### Excerpted records
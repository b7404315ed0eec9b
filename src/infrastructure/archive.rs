//! Project archive assembly
//!
//! Packs a local project directory into a gzip-compressed tarball for
//! archive-push deploys. Exclusions use gitignore semantics (via the
//! `ignore` crate); the project's own `.gitignore` is not consulted, so
//! what ships is exactly the tree minus the exclusion list.

use std::fs::File;
use std::io::{self, BufWriter};
use std::path::{Path, PathBuf};

use flate2::write::GzEncoder;
use flate2::Compression;
use ignore::gitignore::{Gitignore, GitignoreBuilder};
use ignore::WalkBuilder;
use sha2::{Digest, Sha256};
use tempfile::TempDir;
use tracing::debug;

use crate::error::{ConfigError, DeployError, DeployResult};

/// Always excluded: secrets, VCS metadata, caches, earlier deploy archives
pub const DEFAULT_EXCLUDES: &[&str] = &[
    ".git",
    ".env",
    ".env.*",
    "__pycache__",
    "*.pyc",
    ".pytest_cache",
    ".mypy_cache",
    ".venv",
    "node_modules",
    "target",
    "*.tar.gz",
];

/// One entry of the archive, relative to the project root
#[derive(Debug, Clone, PartialEq, Eq)]
pub struct ArchiveEntry {
    pub path: PathBuf,
    pub is_dir: bool,
}

/// A finished archive in a private temporary directory
///
/// The file is removed when this value is dropped.
#[derive(Debug)]
pub struct BuiltArchive {
    pub path: PathBuf,
    /// Lowercase hex SHA-256 of the archive file
    pub sha256: String,
    pub file_count: usize,
    pub size: u64,
    _dir: TempDir,
}

/// Builds archives of one project directory
#[derive(Debug)]
pub struct ArchiveBuilder {
    root: PathBuf,
    matcher: Gitignore,
}

impl ArchiveBuilder {
    /// Prepare a builder with the default exclusions plus `extra`
    pub fn new(root: &Path, extra: &[String]) -> DeployResult<Self> {
        let mut builder = GitignoreBuilder::new(root);
        for pattern in DEFAULT_EXCLUDES {
            builder
                .add_line(None, pattern)
                .map_err(|e| ConfigError::invalid("archive_exclude", *pattern, e.to_string()))?;
        }
        for pattern in extra {
            builder
                .add_line(None, pattern)
                .map_err(|e| ConfigError::invalid("archive_exclude", pattern, e.to_string()))?;
        }
        let matcher = builder
            .build()
            .map_err(|e| ConfigError::invalid("archive_exclude", extra.join(","), e.to_string()))?;

        Ok(Self {
            root: root.to_path_buf(),
            matcher,
        })
    }

    /// Whether a path relative to the project root is left out
    pub fn is_excluded(&self, rel_path: &Path, is_dir: bool) -> bool {
        self.matcher
            .matched_path_or_any_parents(rel_path, is_dir)
            .is_ignore()
    }

    /// Entries that will be packed, in stable (sorted) order
    pub fn collect(&self) -> DeployResult<Vec<ArchiveEntry>> {
        if !self.root.is_dir() {
            return Err(DeployError::precondition(
                &self.root,
                "project directory does not exist",
            ));
        }

        let root = self.root.clone();
        let matcher = self.matcher.clone();
        let walker = WalkBuilder::new(&self.root)
            .standard_filters(false)
            .follow_links(false)
            .sort_by_file_name(|a, b| a.cmp(b))
            .filter_entry(move |entry| {
                if entry.depth() == 0 {
                    return true;
                }
                let is_dir = entry.file_type().is_some_and(|t| t.is_dir());
                match entry.path().strip_prefix(&root) {
                    Ok(rel) => !matcher.matched_path_or_any_parents(rel, is_dir).is_ignore(),
                    Err(_) => false,
                }
            })
            .build();

        let mut entries = Vec::new();
        for result in walker {
            let entry = result.map_err(|e| io::Error::other(e.to_string()))?;
            if entry.depth() == 0 {
                continue;
            }
            let rel = entry
                .path()
                .strip_prefix(&self.root)
                .map_err(|e| io::Error::other(e.to_string()))?
                .to_path_buf();
            entries.push(ArchiveEntry {
                path: rel,
                is_dir: entry.file_type().is_some_and(|t| t.is_dir()),
            });
        }
        Ok(entries)
    }

    /// Write `<label>.tar.gz` into a fresh temporary directory
    pub fn build(&self, label: &str) -> DeployResult<BuiltArchive> {
        let entries = self.collect()?;
        let dir = tempfile::Builder::new().prefix("dockhand-archive").tempdir()?;
        let path = dir.path().join(format!("{}.tar.gz", label));

        let file = File::create(&path)?;
        let encoder = GzEncoder::new(BufWriter::new(file), Compression::default());
        let mut tar = tar::Builder::new(encoder);
        tar.follow_symlinks(false);

        let mut file_count = 0;
        for entry in &entries {
            let full = self.root.join(&entry.path);
            if entry.is_dir {
                tar.append_dir(&entry.path, &full)?;
            } else {
                tar.append_path_with_name(&full, &entry.path)?;
                file_count += 1;
            }
        }

        let encoder = tar.into_inner()?;
        let writer = encoder.finish()?;
        writer.into_inner().map_err(|e| e.into_error())?.sync_all()?;

        let sha256 = sha256_file(&path)?;
        let size = std::fs::metadata(&path)?.len();
        debug!(
            archive = %path.display(),
            files = file_count,
            size,
            sha256 = %sha256,
            "archive built"
        );

        Ok(BuiltArchive {
            path,
            sha256,
            file_count,
            size,
            _dir: dir,
        })
    }
}

/// Lowercase hex SHA-256 of a file
pub fn sha256_file(path: &Path) -> io::Result<String> {
    let mut hasher = Sha256::new();
    let mut file = File::open(path)?;
    io::copy(&mut file, &mut hasher)?;
    Ok(format!("{:x}", hasher.finalize()))
}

### How to complete this task
Your job is to retype all of the material exactly.

### Exercise result
repository b7404315ed0eec9b
filename src/infrastructure/archive.rs
//! Project archive assembly
//!
//! Packs a local project directory into a gzip-compressed tarball for
//! archive-push deploys. Exclusions use gitignore semantics (via the
//! `ignore` crate); the project's own `.gitignore` is not consulted, so
//! what ships is exactly the tree minus the exclusion list.

use std::fs::File;
use std::io::{self, BufWriter};
use std::path::{Path, PathBuf};

use flate2::write::GzEncoder;
use flate2::Compression;
use ignore::gitignore::{Gitignore, GitignoreBuilder};
use ignore::WalkBuilder;
use sha2::{Digest, Sha256};
use tempfile::TempDir;
use tracing::debug;

use crate::error::{ConfigError, DeployError, DeployResult};

/// Always excluded: secrets, VCS metadata, caches, earlier deploy archives
pub const DEFAULT_EXCLUDES: &[&str] = &[
    ".git",
    ".env",
    ".env.*",
    "__pycache__",
    "*.pyc",
    ".pytest_cache",
    ".mypy_cache",
    ".venv",
    "node_modules",
    "target",
    "*.tar.gz",
];

/// One entry of the archive, relative to the project root
#[derive(Debug, Clone, PartialEq, Eq)]
pub struct ArchiveEntry {
    pub path: PathBuf,
    pub is_dir: bool,
}

/// A finished archive in a private temporary directory
///
/// The file is removed when this value is dropped.
#[derive(Debug)]
pub struct BuiltArchive {
    pub path: PathBuf,
    /// Lowercase hex SHA-256 of the archive file
    pub sha256: String,
    pub file_count: usize,
    pub size: u64,
    _dir: TempDir,
}

/// Builds archives of one project directory
#[derive(Debug)]
pub struct ArchiveBuilder {
    root: PathBuf,
    matcher: Gitignore,
}

impl ArchiveBuilder {
    /// Prepare a builder with the default exclusions plus `extra`
    pub fn new(root: &Path, extra: &[String]) -> DeployResult<Self> {
        let mut builder = GitignoreBuilder::new(root);
        for pattern in DEFAULT_EXCLUDES {
            builder
                .add_line(None, pattern)
                .map_err(|e| ConfigError::invalid("archive_exclude", *pattern, e.to_string()))?;
        }
        for pattern in extra {
            builder
                .add_line(None, pattern)
                .map_err(|e| ConfigError::invalid("archive_exclude", pattern, e.to_string()))?;
        }
        let matcher = builder
            .build()
            .map_err(|e| ConfigError::invalid("archive_exclude", extra.join(","), e.to_string()))?;

        Ok(Self {
            root: root.to_path_buf(),
            matcher,
        })
    }

    /// Whether a path relative to the project root is left out
    pub fn is_excluded(&self, rel_path: &Path, is_dir: bool) -> bool {
        self.matcher
            .matched_path_or_any_parents(rel_path, is_dir)
            .is_ignore()
    }

    /// Entries that will be packed, in stable (sorted) order
    pub fn collect(&self) -> DeployResult<Vec<ArchiveEntry>> {
        if !self.root.is_dir() {
            return Err(DeployError::precondition(
                &self.root,
                "project directory does not exist",
            ));
        }

        let root = self.root.clone();
        let matcher = self.matcher.clone();
        let walker = WalkBuilder::new(&self.root)
            .standard_filters(false)
            .follow_links(false)
            .sort_by_file_name(|a, b| a.cmp(b))
            .filter_entry(move |entry| {
                if entry.depth() == 0 {
                    return true;
                }
                let is_dir = entry.file_type().is_some_and(|t| t.is_dir());
                match entry.path().strip_prefix(&root) {
                    Ok(rel) => !matcher.matched_path_or_any_parents(rel, is_dir).is_ignore(),
                    Err(_) => false,
                }
            })
            .build();

        let mut entries = Vec::new();
        for result in walker {
            let entry = result.map_err(|e| io::Error::other(e.to_string()))?;
            if entry.depth() == 0 {
                continue;
            }
            let rel = entry
                .path()
                .strip_prefix(&self.root)
                .map_err(|e| io::Error::other(e.to_string()))?
                .to_path_buf();
            entries.push(ArchiveEntry {
                path: rel,
                is_dir: entry.file_type().is_some_and(|t| t.is_dir()),
            });
        }
        Ok(entries)
    }

    /// Write `<label>.tar.gz` into a fresh temporary directory
    pub fn build(&self, label: &str) -> DeployResult<BuiltArchive> {
        let entries = self.collect()?;
        let dir = tempfile::Builder::new().prefix("dockhand-archive").tempdir()?;
        let path = dir.path().join(format!("{}.tar.gz", label));

        let file = File::create(&path)?;
        let encoder = GzEncoder::new(BufWriter::new(file), Compression::default());
        let mut tar = tar::Builder::new(encoder);
        tar.follow_symlinks(false);

        let mut file_count = 0;
        for entry in &entries {
            let full = self.root.join(&entry.path);
            if entry.is_dir {
                tar.append_dir(&entry.path, &full)?;
            } else {
                tar.append_path_with_name(&full, &entry.path)?;
                file_count += 1;
            }
        }

        let encoder = tar.into_inner()?;
        let writer = encoder.finish()?;
        writer.into_inner().map_err(|e| e.into_error())?.sync_all()?;

        let sha256 = sha256_file(&path)?;
        let size = std::fs::metadata(&path)?.len();
        debug!(
            archive = %path.display(),
            files = file_count,
            size,
            sha256 = %sha256,
            "archive built"
        );

        Ok(BuiltArchive {
            path,
            sha256,
            file_count,
            size,
            _dir: dir,
        })
    }
}

/// Lowercase hex SHA-256 of a file
pub fn sha256_file(path: &Path) -> io::Result<String> {
    let mut hasher = Sha256::new();
    let mut file = File::open(path)?;
    io::copy(&mut file, &mut hasher)?;
    Ok(format!("{:x}", hasher.finalize()))
}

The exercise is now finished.